Task description
In the entries below, which lines run from the one containing "pub suggestions: &'static" to the one containing "efficiency tips: Clean"? Copy exactly those lines, ends included, and no others.

[Available records Boundary: Start]

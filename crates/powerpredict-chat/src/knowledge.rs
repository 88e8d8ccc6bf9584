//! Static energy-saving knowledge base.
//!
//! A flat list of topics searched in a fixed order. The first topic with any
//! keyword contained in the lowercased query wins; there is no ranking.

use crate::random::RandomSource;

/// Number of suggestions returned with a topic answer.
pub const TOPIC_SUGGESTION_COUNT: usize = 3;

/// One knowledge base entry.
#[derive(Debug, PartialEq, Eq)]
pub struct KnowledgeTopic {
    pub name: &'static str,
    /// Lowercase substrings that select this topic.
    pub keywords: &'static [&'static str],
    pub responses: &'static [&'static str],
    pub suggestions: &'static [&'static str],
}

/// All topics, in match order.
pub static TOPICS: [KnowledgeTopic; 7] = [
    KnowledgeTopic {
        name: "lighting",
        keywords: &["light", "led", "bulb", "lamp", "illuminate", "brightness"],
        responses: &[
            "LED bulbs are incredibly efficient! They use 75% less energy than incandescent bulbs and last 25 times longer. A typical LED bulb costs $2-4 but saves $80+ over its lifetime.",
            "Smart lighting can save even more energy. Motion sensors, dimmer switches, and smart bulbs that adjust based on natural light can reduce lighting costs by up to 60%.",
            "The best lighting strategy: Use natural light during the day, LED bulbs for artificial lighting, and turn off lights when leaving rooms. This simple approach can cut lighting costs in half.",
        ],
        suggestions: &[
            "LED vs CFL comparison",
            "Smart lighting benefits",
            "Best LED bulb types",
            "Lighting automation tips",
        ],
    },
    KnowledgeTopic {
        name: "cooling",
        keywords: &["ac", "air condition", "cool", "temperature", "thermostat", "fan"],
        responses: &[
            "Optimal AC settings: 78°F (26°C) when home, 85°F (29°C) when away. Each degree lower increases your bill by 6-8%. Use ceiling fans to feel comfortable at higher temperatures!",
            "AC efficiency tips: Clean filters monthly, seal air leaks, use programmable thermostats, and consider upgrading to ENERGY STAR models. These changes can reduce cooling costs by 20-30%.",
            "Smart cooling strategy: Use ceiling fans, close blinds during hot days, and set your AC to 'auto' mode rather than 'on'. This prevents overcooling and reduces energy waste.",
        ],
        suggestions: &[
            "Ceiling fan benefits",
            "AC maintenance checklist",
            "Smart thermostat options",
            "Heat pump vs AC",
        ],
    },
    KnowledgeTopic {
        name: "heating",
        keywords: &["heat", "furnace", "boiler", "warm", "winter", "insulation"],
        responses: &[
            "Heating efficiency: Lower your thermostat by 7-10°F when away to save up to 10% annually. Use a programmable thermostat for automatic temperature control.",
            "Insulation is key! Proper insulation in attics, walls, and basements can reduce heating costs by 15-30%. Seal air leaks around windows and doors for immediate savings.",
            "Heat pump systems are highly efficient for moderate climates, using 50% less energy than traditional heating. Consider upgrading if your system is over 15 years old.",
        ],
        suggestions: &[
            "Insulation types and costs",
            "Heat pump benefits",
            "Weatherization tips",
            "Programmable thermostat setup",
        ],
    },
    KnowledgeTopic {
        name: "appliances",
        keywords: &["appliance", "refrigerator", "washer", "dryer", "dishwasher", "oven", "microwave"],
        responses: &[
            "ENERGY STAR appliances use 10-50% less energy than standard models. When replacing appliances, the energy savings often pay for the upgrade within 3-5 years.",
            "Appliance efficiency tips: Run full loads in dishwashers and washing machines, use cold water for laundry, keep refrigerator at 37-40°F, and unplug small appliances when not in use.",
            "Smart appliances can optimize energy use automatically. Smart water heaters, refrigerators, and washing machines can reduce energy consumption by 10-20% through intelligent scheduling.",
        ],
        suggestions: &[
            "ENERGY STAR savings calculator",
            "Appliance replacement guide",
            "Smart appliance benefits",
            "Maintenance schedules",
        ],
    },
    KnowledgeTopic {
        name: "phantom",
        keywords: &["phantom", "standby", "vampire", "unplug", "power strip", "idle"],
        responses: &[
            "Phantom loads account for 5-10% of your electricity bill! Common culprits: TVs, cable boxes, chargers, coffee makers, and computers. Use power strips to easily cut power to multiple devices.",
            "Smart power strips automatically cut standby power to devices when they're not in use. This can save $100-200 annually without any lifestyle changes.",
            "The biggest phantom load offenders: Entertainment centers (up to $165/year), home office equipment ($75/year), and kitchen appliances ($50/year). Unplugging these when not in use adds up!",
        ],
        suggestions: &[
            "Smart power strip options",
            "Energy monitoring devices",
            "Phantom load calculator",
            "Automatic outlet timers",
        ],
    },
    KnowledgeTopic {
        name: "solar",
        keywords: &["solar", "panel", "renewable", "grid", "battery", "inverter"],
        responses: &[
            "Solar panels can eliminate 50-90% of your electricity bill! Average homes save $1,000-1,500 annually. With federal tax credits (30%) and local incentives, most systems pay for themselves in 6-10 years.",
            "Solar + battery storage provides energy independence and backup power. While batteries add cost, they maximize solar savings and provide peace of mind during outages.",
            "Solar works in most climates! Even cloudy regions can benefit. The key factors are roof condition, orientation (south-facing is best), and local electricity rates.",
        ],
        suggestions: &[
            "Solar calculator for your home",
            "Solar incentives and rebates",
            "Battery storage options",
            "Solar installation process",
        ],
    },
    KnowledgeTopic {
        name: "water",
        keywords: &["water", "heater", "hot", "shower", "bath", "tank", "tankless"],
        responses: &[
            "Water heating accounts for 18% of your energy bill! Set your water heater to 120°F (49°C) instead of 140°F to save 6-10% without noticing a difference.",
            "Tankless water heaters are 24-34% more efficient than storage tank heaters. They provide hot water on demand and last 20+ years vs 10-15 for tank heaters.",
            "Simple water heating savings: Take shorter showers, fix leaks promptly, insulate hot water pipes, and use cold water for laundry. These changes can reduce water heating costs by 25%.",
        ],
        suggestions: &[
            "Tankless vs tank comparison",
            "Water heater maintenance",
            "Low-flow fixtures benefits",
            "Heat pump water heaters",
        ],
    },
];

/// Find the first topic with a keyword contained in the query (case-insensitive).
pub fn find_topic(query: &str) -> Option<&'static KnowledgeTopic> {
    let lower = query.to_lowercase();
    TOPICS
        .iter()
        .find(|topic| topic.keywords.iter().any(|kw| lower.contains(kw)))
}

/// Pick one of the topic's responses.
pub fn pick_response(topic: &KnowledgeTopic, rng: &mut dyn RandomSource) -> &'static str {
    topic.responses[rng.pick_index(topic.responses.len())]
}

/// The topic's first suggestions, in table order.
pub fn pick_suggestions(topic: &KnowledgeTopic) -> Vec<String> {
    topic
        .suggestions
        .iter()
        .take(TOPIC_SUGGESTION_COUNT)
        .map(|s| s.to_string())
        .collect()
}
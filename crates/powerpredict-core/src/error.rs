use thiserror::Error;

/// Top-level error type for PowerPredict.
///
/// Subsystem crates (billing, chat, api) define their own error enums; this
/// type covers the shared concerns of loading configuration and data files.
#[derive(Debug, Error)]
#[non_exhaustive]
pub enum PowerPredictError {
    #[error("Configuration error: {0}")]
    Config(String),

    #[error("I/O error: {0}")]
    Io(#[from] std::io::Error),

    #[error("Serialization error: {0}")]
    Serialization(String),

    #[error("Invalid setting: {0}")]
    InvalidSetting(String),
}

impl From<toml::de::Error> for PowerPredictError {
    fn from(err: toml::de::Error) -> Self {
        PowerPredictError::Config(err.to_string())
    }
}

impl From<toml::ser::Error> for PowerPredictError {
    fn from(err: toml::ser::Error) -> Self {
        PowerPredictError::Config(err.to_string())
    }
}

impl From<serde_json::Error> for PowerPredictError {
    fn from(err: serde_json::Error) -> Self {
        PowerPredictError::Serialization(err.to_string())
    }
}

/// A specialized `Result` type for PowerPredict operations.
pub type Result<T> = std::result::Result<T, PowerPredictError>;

[Available records Boundary: End]
[Available records Boundary: Start]

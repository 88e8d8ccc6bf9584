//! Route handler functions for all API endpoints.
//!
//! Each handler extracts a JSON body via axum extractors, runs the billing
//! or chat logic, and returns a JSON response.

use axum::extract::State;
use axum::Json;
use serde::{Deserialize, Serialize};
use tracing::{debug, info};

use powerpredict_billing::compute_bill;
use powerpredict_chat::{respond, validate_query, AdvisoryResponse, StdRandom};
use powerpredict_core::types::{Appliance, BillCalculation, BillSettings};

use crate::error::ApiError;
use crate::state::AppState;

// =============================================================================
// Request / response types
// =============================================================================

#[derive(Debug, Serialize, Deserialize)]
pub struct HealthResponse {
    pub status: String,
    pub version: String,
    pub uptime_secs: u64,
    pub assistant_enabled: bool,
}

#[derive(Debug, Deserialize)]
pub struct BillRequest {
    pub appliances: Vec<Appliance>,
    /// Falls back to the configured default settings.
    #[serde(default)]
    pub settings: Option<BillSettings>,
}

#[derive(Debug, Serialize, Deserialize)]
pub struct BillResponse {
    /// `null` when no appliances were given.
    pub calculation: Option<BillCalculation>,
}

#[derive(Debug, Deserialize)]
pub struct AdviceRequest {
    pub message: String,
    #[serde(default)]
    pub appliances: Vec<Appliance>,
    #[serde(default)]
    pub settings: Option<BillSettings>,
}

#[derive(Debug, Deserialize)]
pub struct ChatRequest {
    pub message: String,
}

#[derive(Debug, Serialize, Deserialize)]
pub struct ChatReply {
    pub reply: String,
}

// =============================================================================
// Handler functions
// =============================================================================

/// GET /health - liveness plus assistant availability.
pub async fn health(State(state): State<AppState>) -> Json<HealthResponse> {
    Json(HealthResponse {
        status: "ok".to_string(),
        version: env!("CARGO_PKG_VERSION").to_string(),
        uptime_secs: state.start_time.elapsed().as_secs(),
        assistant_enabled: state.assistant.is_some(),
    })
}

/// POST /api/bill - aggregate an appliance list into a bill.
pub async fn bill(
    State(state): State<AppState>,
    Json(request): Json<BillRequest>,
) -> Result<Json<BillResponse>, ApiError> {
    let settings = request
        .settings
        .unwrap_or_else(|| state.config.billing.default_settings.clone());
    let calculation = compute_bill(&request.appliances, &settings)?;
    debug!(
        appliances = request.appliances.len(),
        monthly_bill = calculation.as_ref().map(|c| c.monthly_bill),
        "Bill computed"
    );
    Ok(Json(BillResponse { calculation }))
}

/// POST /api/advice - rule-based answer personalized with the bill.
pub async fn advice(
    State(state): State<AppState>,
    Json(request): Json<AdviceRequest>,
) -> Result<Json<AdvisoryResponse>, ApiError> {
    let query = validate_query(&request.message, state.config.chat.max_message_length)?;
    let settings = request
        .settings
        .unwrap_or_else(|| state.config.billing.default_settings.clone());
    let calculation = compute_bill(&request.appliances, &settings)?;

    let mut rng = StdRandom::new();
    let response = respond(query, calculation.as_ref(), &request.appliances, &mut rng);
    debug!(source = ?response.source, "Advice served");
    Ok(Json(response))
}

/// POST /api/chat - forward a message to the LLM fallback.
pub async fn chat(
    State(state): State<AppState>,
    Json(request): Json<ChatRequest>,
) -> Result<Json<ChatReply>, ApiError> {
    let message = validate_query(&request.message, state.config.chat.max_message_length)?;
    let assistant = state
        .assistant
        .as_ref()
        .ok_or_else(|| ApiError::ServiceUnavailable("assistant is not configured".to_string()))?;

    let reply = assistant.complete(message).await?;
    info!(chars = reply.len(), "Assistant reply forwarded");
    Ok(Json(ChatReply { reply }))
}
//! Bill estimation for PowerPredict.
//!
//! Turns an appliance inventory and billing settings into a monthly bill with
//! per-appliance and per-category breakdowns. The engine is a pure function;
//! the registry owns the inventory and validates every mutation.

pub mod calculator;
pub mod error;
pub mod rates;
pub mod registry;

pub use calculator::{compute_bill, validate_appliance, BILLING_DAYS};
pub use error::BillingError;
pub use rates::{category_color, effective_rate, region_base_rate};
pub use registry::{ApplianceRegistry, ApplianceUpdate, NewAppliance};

[Available records Boundary: End]

Problem solution
    pub suggestions: &'static [&'static str],
}

/// All topics, in match order.
pub static TOPICS: [KnowledgeTopic; 7] = [
    KnowledgeTopic {
        name: "lighting",
        keywords: &["light", "led", "bulb", "lamp", "illuminate", "brightness"],
        responses: &[
            "LED bulbs are incredibly efficient! They use 75% less energy than incandescent bulbs and last 25 times longer. A typical LED bulb costs $2-4 but saves $80+ over its lifetime.",
            "Smart lighting can save even more energy. Motion sensors, dimmer switches, and smart bulbs that adjust based on natural light can reduce lighting costs by up to 60%.",
            "The best lighting strategy: Use natural light during the day, LED bulbs for artificial lighting, and turn off lights when leaving rooms. This simple approach can cut lighting costs in half.",
        ],
        suggestions: &[
            "LED vs CFL comparison",
            "Smart lighting benefits",
            "Best LED bulb types",
            "Lighting automation tips",
        ],
    },
    KnowledgeTopic {
        name: "cooling",
        keywords: &["ac", "air condition", "cool", "temperature", "thermostat", "fan"],
        responses: &[
            "Optimal AC settings: 78°F (26°C) when home, 85°F (29°C) when away. Each degree lower increases your bill by 6-8%. Use ceiling fans to feel comfortable at higher temperatures!",
            "AC efficiency tips: Clean filters monthly, seal air leaks, use programmable thermostats, and consider upgrading to ENERGY STAR models. These changes can reduce cooling costs by 20-30%.",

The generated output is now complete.